Acorns were at our side with our wonderful community nurse firmly supporting us through this horrendous time. If I needed someone to hold my hand, it was there in an instant.
This was a very alien experience to me and I wasn’t coping well on the inside. In good old Mel fashion I coped and seemed to be doing remarkably well on the outside. I fooled many, even my Mum, but Chris (our nurse) knew what really was going on and made us feel like we were the only people that mattered in the world. We were sleep deprived, confused and needed someone to say: ‘I’m here and not going anywhere. We will get through this and you will be ok.
After 10 days on life support we knew that Matthew’s short little life had ended and we had to let him go. We will never be able to thank Chris enough for the role she played at this time, so much love and support, making sure that we were given the privacy so we could cope with what we needed to do as a family. She never left our side but always seemed to know when we needed time on our own. A very special lady.
Matthew was moved from Bristol Children’s Hospital to Acorns with Chris’s planning, and the funeral directors. My wishes were for him to be at Acorns as soon as he passed away and never to be on his own. We wanted him to be in a place where we felt comfortable; Acorns Special Bedroom.
The care and compassion to my family and extended family was just amazing. If i didn’t feel like cooking, they gave us food. If i felt like crying, they provided the tissues. If I wanted silence, they respected that.

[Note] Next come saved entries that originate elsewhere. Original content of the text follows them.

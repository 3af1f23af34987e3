use log::debug;
use num_bigint::BigUint;

use super::block::Block;
use super::encoding::sha256;

/// Number of leading zero bits a block hash must have
pub const DIFFICULTY: u32 = 12;

/// Width of the digest space in bits
pub const HASH_BITS: u32 = 256;

/// Numeric threshold a digest must stay strictly below: `1 << (HASH_BITS - DIFFICULTY)`
pub fn target() -> BigUint {
    BigUint::from(1u8) << ((HASH_BITS - DIFFICULTY) as usize)
}

/// Proof-of-work puzzle for a single block.
///
/// The digest preimage is `prev_hash || transactions_digest || nonce || difficulty`,
/// with the nonce and difficulty each written as 8 big-endian bytes.
pub struct ProofOfWork<'a> {
    block: &'a Block,
    transactions_digest: Vec<u8>,
    target: BigUint,
}

impl<'a> ProofOfWork<'a> {
    pub fn new(block: &'a Block) -> Self {
        ProofOfWork {
            block,
            transactions_digest: block.hash_transactions(),
            target: target(),
        }
    }

    fn prepare_data(&self, nonce: u64) -> Vec<u8> {
        let mut data = Vec::with_capacity(self.block.prev_hash.len() + self.transactions_digest.len() + 16);
        data.extend_from_slice(&self.block.prev_hash);
        data.extend_from_slice(&self.transactions_digest);
        data.extend_from_slice(&nonce.to_be_bytes());
        data.extend_from_slice(&u64::from(DIFFICULTY).to_be_bytes());
        data
    }

    fn digest(&self, nonce: u64) -> Vec<u8> {
        sha256(&self.prepare_data(nonce))
    }

    fn meets_target(&self, digest: &[u8]) -> bool {
        BigUint::from_bytes_be(digest) < self.target
    }

    /// Searches nonces from 0 upward until the digest falls below the target.
    ///
    /// Blocks the calling thread until a solution is found.
    pub fn run(&self) -> (u64, Vec<u8>) {
        let mut nonce: u64 = 0;

        loop {
            let hash = self.digest(nonce);
            if self.meets_target(&hash) {
                debug!("Solved proof of work: nonce {} hash {}", nonce, hex::encode(&hash));
                return (nonce, hash);
            }
            nonce += 1;
        }
    }

    /// Recomputes the digest for the block's stored nonce and checks that it
    /// both solves the puzzle and matches the stored hash
    pub fn validate(&self) -> bool {
        let hash = self.digest(self.block.nonce);
        hash == self.block.hash && self.meets_target(&hash)
    }
}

The one thing I will never forget, is how Matthew’s brother, Tom, was taken care of. That’s something I always worried about – how will Tom cope? They knew he loved football so before you knew it, a football was found and he was loving it, playing football until he had had enough. He forgot the real reason we were there. There were times if I couldn’t find Tom you could guarantee I would find him in the games room with other children playing on the Wii!
It’s been 11 years since our treasured Matthew passed away. Matthew was the most amazing little boy who we think of every day. He was and is adored by so many.
Acorns are very much still part of our journey. I am now lucky enough to be part of their fundraising team. It gives me great comfort to spend time where Matthew not only loved but also where he last was, and to be able to raise awareness of Acorns every day.
There have been wobbly times, which is to be expected – to know there’s someone who we can talk to is invaluable. This relationship will always be a given from Acorns.
I promised Matthew that I would always keep raising awareness of Acorns, for him, and all the other children and families they care for.